Milan's hospitality and food sector posted its strongest first-half hiring numbers in at least five years, with job listings in the city's restaurant, hotel and catering segments up roughly 34 percent compared to the same period in 2025, according to data compiled by the Milanese employment consultancy Randstad Italia. The growth is concentrated in the Navigli district and the expanding Porta Nuova corridor, where a wave of new openings has created acute pressure on a talent pool that operators say was already stretched thin coming out of the pandemic.
The timing matters. Milan is mid-cycle in a multi-year tourism and business-travel recovery, and the city's reputation as a global design and fashion capital continues to pull high-spending visitors who expect polished service. Hotel occupancy rates in the centre averaged 81 percent through May and June 2026, according to STR Global figures shared with trade body Federalberghi Milano. Restaurateurs who spent 2023 and 2024 rebuilding menus and refitting dining rooms are now competing ferociously for the floor staff, sommeliers and kitchen managers needed to actually run those rooms.

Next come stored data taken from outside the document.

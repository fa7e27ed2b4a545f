//! Foundation types for the phonebook.
//!
//! Every other phonebook crate depends on `phonebook-types`.
//!
//! # Key Types
//!
//! - [`ContactId`] -- Positive integer identity, unique within a directory
//! - [`Contact`] -- Immutable directory entry (id, name, phone, comment)
//! - [`validate_name`] / [`validate_phone`] -- Field normalization and checks

pub mod contact;
pub mod error;
pub mod validate;

pub use contact::{Contact, ContactId};
pub use error::ValidationError;
pub use validate::{normalize_comment, validate_name, validate_phone};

Where the Pressure Is Felt
Two institutions illustrate the squeeze. ALMA, the international school of Italian cuisine based in Colorno but with strong placement pipelines into Milan, says demand from Milanese employers for its graduates jumped 28 percent year-on-year in the first quarter of 2026. The school has expanded its advanced sommelier and restaurant-management programs but cannot move fast enough to meet requests. Meanwhile, Fondazione Turismo per Roma — often cited by Milan operators as a benchmark for structured workforce development — has been approached by at least three Milanese hotel groups seeking to adapt similar public-private training models for Lombardy, according to industry sources familiar with the discussions.
On the ground in Brera, independent restaurant owners report that a qualified head pastry chef now commands a starting salary of between €38,000 and €45,000 annually, up from a range closer to €30,000 to €36,000 two years ago. Front-of-house managers at mid-tier trattorias along Corso Como are being recruited with signing bonuses — a practice almost unheard of in Milanese hospitality before 2025. Two new hotel properties slated to open before year-end on Via Tortona, in the design district near the former Ansaldo workshops, have been advertising kitchen supervisor roles since March without filling them.
What Employers Are Actually Doing
Several operators have stopped waiting for the formal training pipeline to catch up. Gruppo Terrazza, which runs four venues including a rooftop bar on Piazza della Repubblica, launched an in-house apprenticeship scheme in January 2026, partnering with the Istituto Alberghiero Carlo Porta in the Città Studi neighbourhood to run eight-week rotational placements. The program graduated its first cohort of 22 trainees in May; the group has already retained 17 of them on contracts. Other restaurant groups have begun recruiting in Valencia and Lisbon, cities with strong hospitality-school output, offering relocation packages of up to €3,000.
The city's labour office, the Centro per l'Impiego di Milano based in Via Soderini, recorded hospitality as the single fastest-growing category of job registrations in the second quarter of 2026, overtaking logistics for the first time since 2019. Lombardy's regional government has signalled it will extend the Dote Lavoro voucher scheme — which subsidises training costs for small employers — through at least the first quarter of 2027, giving independent restaurateurs a concrete tool to fund upskilling without bearing the full cost.
For workers, the leverage is real and the moment to use it is now. Candidates with certified HACCP qualifications and even basic conversational English are receiving multiple offers within days of posting CVs on platforms like InfoJobs and Jobby. For employers, the calculation is harder: invest in training partnerships and retention schemes before summer 2027 World Cup-related tourism — expected to funnel tens of thousands of football visitors through northern Italy — or face a staffing crisis at precisely the worst moment. The sector has about twelve months to build the bench depth it needs.